E mi è piaciuto come contrappone alla società vittoriana, che si considera morale, giusta, ordinata, ma che in realtà è spietata nelle sue regole (che impongono ad esempio come un dovere lo scegliere un matrimonio senza amore per ragioni economiche e sociali, e che non prendono in considerazione la volontà della singola persona, che deve essere sempre sacrificata alla società e alla famiglia), a quella della comunità ebrea, di Londra ma anche più in generale, che è guidata da una devozione familiare che viene dall’amore, anche per Dio; ed è una contrapposizione anche per quanto riguarda il dovere inteso nei confronti della società e come ruolo pubblico, che per il padre adottivo di Daniel in particolare ha a che fare col l'essere un politico che però non faccia niente per alterare l’ordinamento sociale; e che invece per Mordecai, che è il mezzo attraverso il quale Daniel conosce la società ebrea e la sua religione, è un vero e proprio destino, da abbracciare perché più grande e più importante del singolo.

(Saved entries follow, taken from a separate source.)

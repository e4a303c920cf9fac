//! Error types for the replica client.
//!
//! Every failure a request can hit is one [`ReplicaError`] variant, and every
//! variant maps to exactly one [`FailureClass`]. The retry policy dispatches
//! on the class only, so adding a variant means deciding its class here.

use std::fmt;
use std::time::Duration;

use url::Url;

use crate::request::OperationType;
use crate::status::{StatusCode, SubStatus};
use crate::transport::TransportError;

/// Classification tag the retry policy dispatches on.
#[derive(Debug, Clone, Copy, PartialEq, Eq, Hash)]
pub enum FailureClass {
    /// Resolved addresses are stale; refresh them and retry.
    Gone,
    /// The partition key range is splitting; refresh the routing map.
    PartitionSplitting,
    /// The partition is migrating; refresh the collection routing map.
    PartitionMigrating,
    /// The collection behind the name changed; refresh the collection cache.
    InvalidPartition,
    /// Optimistic concurrency conflict; retry after a short pause.
    RetryWith,
    /// No replica has caught up with the session token yet.
    SessionNotAvailable,
    /// Connection-level failure safe to retry.
    NetworkTransient,
    /// Never retried.
    Permanent,
}

impl FailureClass {
    /// Whether a failure of this class only concerns the replica that
    /// produced it, so a multi-replica read can carry on without it.
    pub fn is_replica_local(self) -> bool {
        matches!(self, FailureClass::Gone | FailureClass::NetworkTransient)
    }
}

/// Context attached to terminal failures.
#[derive(Debug, Clone, Default, PartialEq, Eq)]
pub struct RequestDiagnostics {
    /// Attempts made, including the failing one.
    pub attempts: u32,
    /// Physical addresses contacted, in first-contact order.
    pub addresses: Vec<String>,
    /// Highest LSN observed.
    pub last_lsn: Option<i64>,
    /// Highest global committed LSN observed.
    pub last_global_committed_lsn: Option<i64>,
    /// Time spent in the retry loop.
    pub elapsed: Duration,
    /// Rendering of the last error seen before giving up.
    pub last_error: Option<String>,
}

impl fmt::Display for RequestDiagnostics {
    fn fmt(&self, f: &mut fmt::Formatter<'_>) -> fmt::Result {
        write!(
            f,
            "attempts={} elapsed={:?} addresses=[{}]",
            self.attempts,
            self.elapsed,
            self.addresses.join(", ")
        )?;
        if let Some(lsn) = self.last_lsn {
            write!(f, " lsn={lsn}")?;
        }
        if let Some(lsn) = self.last_global_committed_lsn {
            write!(f, " global_committed_lsn={lsn}")?;
        }
        if let Some(err) = &self.last_error {
            write!(f, " last_error=\"{err}\"")?;
        }
        Ok(())
    }
}

/// Failures surfaced by the replica client.
#[derive(Debug, Clone, thiserror::Error)]
pub enum ReplicaError {
    /// The replica or partition is no longer where the cache says it is.
    #[error("gone: {message} (addresses: [{}])", .addresses.join(", "))]
    Gone {
        /// What was found stale.
        message: String,
        /// Physical addresses involved, for diagnosis.
        addresses: Vec<String>,
    },

    /// The partition key range is splitting.
    #[error("partition key range is splitting: {message}")]
    PartitionSplitting {
        /// Replica-provided details.
        message: String,
    },

    /// The partition is migrating.
    #[error("partition is migrating: {message}")]
    PartitionMigrating {
        /// Replica-provided details.
        message: String,
    },

    /// The partition no longer belongs to the named collection.
    #[error("invalid partition: {message}")]
    InvalidPartition {
        /// Replica-provided details.
        message: String,
    },

    /// Optimistic concurrency conflict.
    #[error("retry with: {message}")]
    RetryWith {
        /// Replica-provided details.
        message: String,
    },

    /// No replica has caught up with the session LSN.
    #[error(
        "read session not available (session lsn {session_lsn:?}, best replica lsn {best_lsn:?})"
    )]
    SessionNotAvailable {
        /// LSN the session requires, when known.
        session_lsn: Option<i64>,
        /// Highest LSN a replica offered.
        best_lsn: Option<i64>,
    },

    /// Transient network failure talking to one replica.
    #[error("transient network failure on {uri}: {source}")]
    NetworkTransient {
        /// Replica address.
        uri: String,
        /// Transport failure.
        #[source]
        source: TransportError,
    },

    /// Failure that retrying cannot fix.
    #[error("request failed with status {status}/{sub_status}: {message}")]
    Permanent {
        /// Status code.
        status: StatusCode,
        /// Sub-status.
        sub_status: SubStatus,
        /// Details.
        message: String,
    },

    /// Retries exhausted or the service reported itself unavailable.
    #[error("service unavailable: {reason} ({diagnostics})")]
    ServiceUnavailable {
        /// Why the request gave up.
        reason: String,
        /// Context for diagnosis.
        diagnostics: Box<RequestDiagnostics>,
    },

    /// The request may or may not have taken effect.
    #[error("request timed out: {reason} ({diagnostics})")]
    RequestTimeout {
        /// What timed out.
        reason: String,
        /// Context for diagnosis.
        diagnostics: Box<RequestDiagnostics>,
    },

    /// The caller cancelled the request.
    #[error("request cancelled")]
    Cancelled,
}

impl ReplicaError {
    /// Classification used by the retry policy.
    pub fn class(&self) -> FailureClass {
        match self {
            ReplicaError::Gone { .. } => FailureClass::Gone,
            ReplicaError::PartitionSplitting { .. } => FailureClass::PartitionSplitting,
            ReplicaError::PartitionMigrating { .. } => FailureClass::PartitionMigrating,
            ReplicaError::InvalidPartition { .. } => FailureClass::InvalidPartition,
            ReplicaError::RetryWith { .. } => FailureClass::RetryWith,
            ReplicaError::SessionNotAvailable { .. } => FailureClass::SessionNotAvailable,
            ReplicaError::NetworkTransient { .. } => FailureClass::NetworkTransient,
            ReplicaError::Permanent { .. }
            | ReplicaError::ServiceUnavailable { .. }
            | ReplicaError::RequestTimeout { .. }
            | ReplicaError::Cancelled => FailureClass::Permanent,
        }
    }

    /// Whether a multi-replica read can go on without the replica that
    /// produced this error. A replica answering 503 or 408 is one missing
    /// vote; the failure only ends the request when no replica is left.
    pub fn is_replica_local(&self) -> bool {
        self.class().is_replica_local()
            || matches!(
                self,
                ReplicaError::ServiceUnavailable { .. } | ReplicaError::RequestTimeout { .. }
            )
    }

    /// Shorthand for a [`ReplicaError::Gone`].
    pub fn gone(message: impl Into<String>, addresses: Vec<String>) -> Self {
        ReplicaError::Gone {
            message: message.into(),
            addresses,
        }
    }

    /// Shorthand for a terminal [`ReplicaError::ServiceUnavailable`].
    pub fn service_unavailable(reason: impl Into<String>, diagnostics: RequestDiagnostics) -> Self {
        ReplicaError::ServiceUnavailable {
            reason: reason.into(),
            diagnostics: Box::new(diagnostics),
        }
    }

    /// Classify an application status returned by the replica at `uri`.
    pub fn from_status(
        uri: &Url,
        status: StatusCode,
        sub_status: SubStatus,
        message: impl Into<String>,
    ) -> Self {
        let message = message.into();
        match (status, sub_status) {
            (StatusCode::GONE, SubStatus::PARTITION_KEY_RANGE_GONE)
            | (StatusCode::GONE, SubStatus::COMPLETING_SPLIT) => {
                ReplicaError::PartitionSplitting { message }
            }
            (StatusCode::GONE, SubStatus::COMPLETING_PARTITION_MIGRATION) => {
                ReplicaError::PartitionMigrating { message }
            }
            (StatusCode::GONE, SubStatus::NAME_CACHE_STALE) => {
                ReplicaError::InvalidPartition { message }
            }
            (StatusCode::GONE, _) => ReplicaError::Gone {
                message,
                addresses: vec![uri.to_string()],
            },
            (StatusCode::RETRY_WITH, _) => ReplicaError::RetryWith { message },
            (StatusCode::NOT_FOUND, SubStatus::READ_SESSION_NOT_AVAILABLE) => {
                ReplicaError::SessionNotAvailable {
                    session_lsn: None,
                    best_lsn: None,
                }
            }
            (StatusCode::SERVICE_UNAVAILABLE, _) => ReplicaError::ServiceUnavailable {
                reason: format!("{uri} reported unavailable: {message}"),
                diagnostics: Box::default(),
            },
            (StatusCode::REQUEST_TIMEOUT, _) => ReplicaError::RequestTimeout {
                reason: format!("{uri} timed out: {message}"),
                diagnostics: Box::default(),
            },
            _ => ReplicaError::Permanent {
                status,
                sub_status,
                message,
            },
        }
    }

    /// Classify a transport failure for `operation` against `uri`.
    ///
    /// Reads can always be retried after a network failure. A write can only
    /// be retried when the failure happened before any byte left the client;
    /// otherwise the write may have been applied and the outcome is unknown.
    pub fn from_transport(uri: &Url, err: TransportError, operation: OperationType) -> Self {
        match err {
            TransportError::Application {
                status,
                sub_status,
                message,
            } => Self::from_status(uri, status, sub_status, message),
            TransportError::Closed => ReplicaError::ServiceUnavailable {
                reason: format!("transport closed while sending to {uri}"),
                diagnostics: Box::default(),
            },
            err if operation.is_read() || err.failed_before_send() => {
                ReplicaError::NetworkTransient {
                    uri: uri.to_string(),
                    source: err,
                }
            }
            err => ReplicaError::RequestTimeout {
                reason: format!("write outcome unknown after {err} on {uri}"),
                diagnostics: Box::new(RequestDiagnostics {
                    attempts: 1,
                    addresses: vec![uri.to_string()],
                    last_error: Some(err.to_string()),
                    ..RequestDiagnostics::default()
                }),
            },
        }
    }
}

Quello che però non mi è piaciuto è che i motivi che la Eliot vuole trattare prendono il sopravvento sulla trama, che si sviluppa spesso per incontri fortuiti che si rivelano fondamentali (come a dire che il percorso di Daniel era già segnato, il che gli toglie autonomia), e sui personaggi. In particolare la più sacrificata è Gwendolen, che parte come personaggio originale, caratterizzato con tratti negativi e col quale allo stesso tempo è facilissimo empatizzare, ma che nel corso del romanzo diventa inerte: immobilizzata in un matrimonio con un uomo crudele e convinta di dover sopportare perché non ha rispettato una promessa, via via che la storia prosegue non fa niente senza chiedere a Daniel quale sia la cosa giusta. Daniel diventa una sorta di padre spirituale - peraltro riluttante - ma questo le toglie agency. Gwendolen non prende in mano la propria vita, non sa scegliere, non sa affrontare i propri dilemmi morali, ma continuamente si rivolge a Daniel per avere delle risposte che dovrebbe trovare in se stessa.

Un altro difetto abbastanza serio è la non-caratterizzazione di Mirah, che ha un ruolo fondamentale nelle scelte di Daniel ma che è un personaggio completamente passivo (che accetta tutto ciò che la vita le impone perché la sofferenza è il destino del suo popolo) e che non suscita un grande interesse.

In più il romanzo è troppo lungo: questo accade quasi sempre coi vittoriani (la famosa questione dei tre volumi), ma non era così per Middlemarch e The Mill on the Floss, i due della Eliot che avevo già letto. 
Qui le quasi settecento pagine si sentono tutte. A partire dalla metà la lettura diventa progressivamente più frustrante se non si è particolarmente interessati alla questione ebrea nell’Ottocento; si ripetono scene non necessarie che non fanno altro che ribadire concetti già compresi (come le approssimativamente trecento volte in cui Grandcourt è brutale con tutti i personaggi che gli girano attorno, o tutte quelle in cui Gwendolen prega Daniel di non abbandonarla). Le ultime cento pagine di Gwen sono particolarmente fastidiose, e la sacrificano definitivamente all’altare del Daniel versione guida spirituale che a me francamente non interessava più di tanto.